> _RECORDS PROVIDED_
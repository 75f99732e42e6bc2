// SPDX-FileCopyrightText: 2026 Trustline Contributors
// SPDX-License-Identifier: MIT OR Apache-2.0

//! `trustline orders` admin commands.

use clap::Subcommand;
use colored::Colorize;

use trustline_config::TrustlineConfig;
use trustline_core::types::{OrderStatus, PaymentMethod};
use trustline_core::TrustlineError;
use trustline_storage::{NewOrder, OrderPatch, OrderStore};

#[derive(Subcommand, Debug)]
pub enum OrdersCommand {
    /// List all orders with their status.
    List,
    /// Show one order as JSON.
    Show { order_id: String },
    /// Create a new order (status starts as `received`).
    Create {
        order_id: String,
        #[arg(long)]
        customer_name: String,
        #[arg(long)]
        phone: String,
        #[arg(long, default_value = "")]
        delivery_address: String,
        /// Repeatable: one item per flag.
        #[arg(long = "item")]
        items: Vec<String>,
        /// cash, card, online, or wallet.
        #[arg(long, default_value = "cash")]
        payment_method: String,
    },
    /// Move an order to a new status (key or bilingual label).
    SetStatus { order_id: String, status: String },
    /// Update order fields; omitted flags are left unchanged.
    Update {
        order_id: String,
        #[arg(long)]
        customer_name: Option<String>,
        #[arg(long)]
        phone: Option<String>,
        #[arg(long)]
        delivery_address: Option<String>,
        #[arg(long = "item")]
        items: Option<Vec<String>>,
        #[arg(long)]
        payment_method: Option<String>,
        #[arg(long)]
        status: Option<String>,
    },
}

pub async fn run(config: &TrustlineConfig, command: OrdersCommand) -> Result<(), TrustlineError> {
    let store = OrderStore::new(config.storage.orders_path());

    match command {
        OrdersCommand::List => {
            let orders = store.load_all();
            if orders.is_empty() {
                println!("no orders");
                return Ok(());
            }
            for (id, order) in &orders {
                println!(
                    "{} | {} | {} | {}",
                    id.bold(),
                    order.status,
                    order.customer_name,
                    order.last_updated.dimmed()
                );
            }
            Ok(())
        }
        OrdersCommand::Show { order_id } => match store.find_by_id(&order_id) {
            Some(order) => {
                let rendered = serde_json::to_string_pretty(&order)
                    .map_err(|e| TrustlineError::Internal(format!("render order: {e}")))?;
                println!("{rendered}");
                Ok(())
            }
            None => Err(TrustlineError::Validation(format!(
                "order {order_id} not found"
            ))),
        },
        OrdersCommand::Create {
            order_id,
            customer_name,
            phone,
            delivery_address,
            items,
            payment_method,
        } => {
            store
                .create(NewOrder {
                    order_id: order_id.clone(),
                    customer_name,
                    phone,
                    delivery_address,
                    items,
                    payment_method: PaymentMethod::normalize(&payment_method),
                })
                .await?;
            println!("created {}", order_id.bold());
            Ok(())
        }
        OrdersCommand::SetStatus { order_id, status } => {
            let status = OrderStatus::normalize(&status)?;
            store.update_status(&order_id, status).await?;
            println!("{} -> {status}", order_id.bold());
            Ok(())
        }
        OrdersCommand::Update {
            order_id,
            customer_name,
            phone,
            delivery_address,
            items,
            payment_method,
            status,
        } => {
            let patch = OrderPatch {
                customer_name,
                phone,
                delivery_address,
                items,
                payment_method: payment_method.as_deref().map(PaymentMethod::normalize),
                status: status.as_deref().map(OrderStatus::normalize).transpose()?,
            };
            store.update(&order_id, patch).await?;
            println!("updated {}", order_id.bold());
            Ok(())
        }
    }
}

> _PROMPT_
Nothing but the lines from the top of the records down to the line with "use trustline_config::TrustlineConfig;" belongs in the answer; repeat them exactly.

> _SOLUTION TO THE PROBLEM_
repository 75f99732e42e6bc2
// SPDX-FileCopyrightText: 2026 Trustline Contributors
// SPDX-License-Identifier: MIT OR Apache-2.0

//! `trustline orders` admin commands.

use clap::Subcommand;
use colored::Colorize;

use trustline_config::TrustlineConfig;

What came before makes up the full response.